Evet. Gecikmiş bir yazı. Çünkü; özellikle geciktirilmiş olduğu için gecikmiş bir yazı.  Hemen konu ile ilgili cümlelerimi kurayım. Geciktirlmiş olan yazının  içeriği Hacıbektaş Veli Anma Etkinlikleri'nde kürsüye devlet ricali tarafından müdahale edilmesi ile ilgili.

Bugüne kadar beklememin tek nedeni "Ateş kor iken" sağlıklı değerlendirmenin yapılamayacağıdır. Ulusal basın ve tüm siteler bu konuda sözünü eksik ya da fazla söyledi.
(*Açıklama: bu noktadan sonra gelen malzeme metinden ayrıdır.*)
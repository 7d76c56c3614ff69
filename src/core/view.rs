//! Read-only snapshots of a board for consumers outside the engine.
//!
//! A *revealed* view is what a side sees of its own board. A *hidden* view is
//! what the other side may see: attacked cells only, with the identity of a
//! ship disclosed once it is sunk.

use alloc::vec::Vec;

use super::board::Cell;
use super::common::Coord;
use super::config::BOARD_SIZE;
use super::ship::ShipId;
use super::side::PlayerSide;

/// What a consumer may know about one cell.
#[derive(Debug, Clone, Copy, PartialEq, Eq)]
#[cfg_attr(feature = "std", derive(serde::Serialize, serde::Deserialize))]
pub enum CellView {
    /// Not attacked; contents withheld.
    Unknown,
    /// Not attacked, known to be open water.
    Water,
    /// Not attacked, known to hold this ship.
    Ship(ShipId),
    /// Attacked and struck a ship that is still afloat.
    Hit,
    /// Attacked and struck this ship, which is now sunk.
    Sunk(ShipId),
    /// Attacked and found only water.
    Miss,
}

impl CellView {
    /// `true` once the cell has been attacked.
    pub fn is_attacked(&self) -> bool {
        matches!(self, CellView::Hit | CellView::Sunk(_) | CellView::Miss)
    }
}

/// Snapshot of one board.
#[derive(Debug, Clone, PartialEq, Eq)]
#[cfg_attr(feature = "std", derive(serde::Serialize, serde::Deserialize))]
pub struct BoardView {
    cells: [[CellView; BOARD_SIZE]; BOARD_SIZE],
    sunk: Vec<ShipId>,
}

impl BoardView {
    /// Owner's view: ship positions visible.
    pub fn revealed(side: &PlayerSide) -> Self {
        Self::build(side, true)
    }

    /// Adversary's view: only hit/miss markers and sunk ships.
    pub fn hidden(side: &PlayerSide) -> Self {
        Self::build(side, false)
    }

    fn build(side: &PlayerSide, reveal: bool) -> Self {
        let mut cells = [[CellView::Unknown; BOARD_SIZE]; BOARD_SIZE];
        for (coord, cell) in side.board().iter() {
            cells[coord.row][coord.col] = match cell {
                Cell::Empty if reveal => CellView::Water,
                Cell::Occupied(id) if reveal => CellView::Ship(id),
                Cell::Empty | Cell::Occupied(_) => CellView::Unknown,
                Cell::Miss => CellView::Miss,
                Cell::Hit => match side.sunk_ship_at(coord) {
                    Some(id) => CellView::Sunk(id),
                    None => CellView::Hit,
                },
            };
        }
        let sunk = side.sunk_ships().map(|s| s.id()).collect();
        Self { cells, sunk }
    }

    /// Cell at `coord`, or `None` off the board.
    pub fn get(&self, coord: Coord) -> Option<CellView> {
        self.cells.get(coord.row)?.get(coord.col).copied()
    }

    /// `true` if `coord` is on the board and not yet attacked.
    pub fn is_untried(&self, coord: Coord) -> bool {
        self.get(coord).is_some_and(|c| !c.is_attacked())
    }

    /// Coordinates not yet attacked, row-major.
    pub fn untried(&self) -> impl Iterator<Item = Coord> + '_ {
        self.rows().enumerate().flat_map(|(r, row)| {
            row.iter()
                .enumerate()
                .filter(|(_, cell)| !cell.is_attacked())
                .map(move |(c, _)| Coord::new(r, c))
        })
    }

    /// Rows, top to bottom.
    pub fn rows(&self) -> impl Iterator<Item = &[CellView; BOARD_SIZE]> + '_ {
        self.cells.iter()
    }

    /// Ships known to be sunk.
    pub fn sunk(&self) -> &[ShipId] {
        &self.sunk
    }

    /// Returns `true` if the cell at `coord` belongs to a sunk ship.
    pub fn is_sunk_cell(&self, coord: Coord) -> bool {
        matches!(self.get(coord), Some(CellView::Sunk(_)))
    }
}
Olay şu: Hacıbektaş Veli Dostluk ve Barış Ödülü, bu yıl eski Adalet Bakanı Mehmet Seyfi Oktay'a verilecekti.. 16-18 Ağustos tarihleri arasında 45.'si düzenlenen  Hacıbektaş Veli' yi anma törenlerinde, eski Adalet Bakanı Seyfi Oktay  konuşmasını yaptığı sırada Cumhurbaşkanı görevlileri tarafından kürsüden indirildi.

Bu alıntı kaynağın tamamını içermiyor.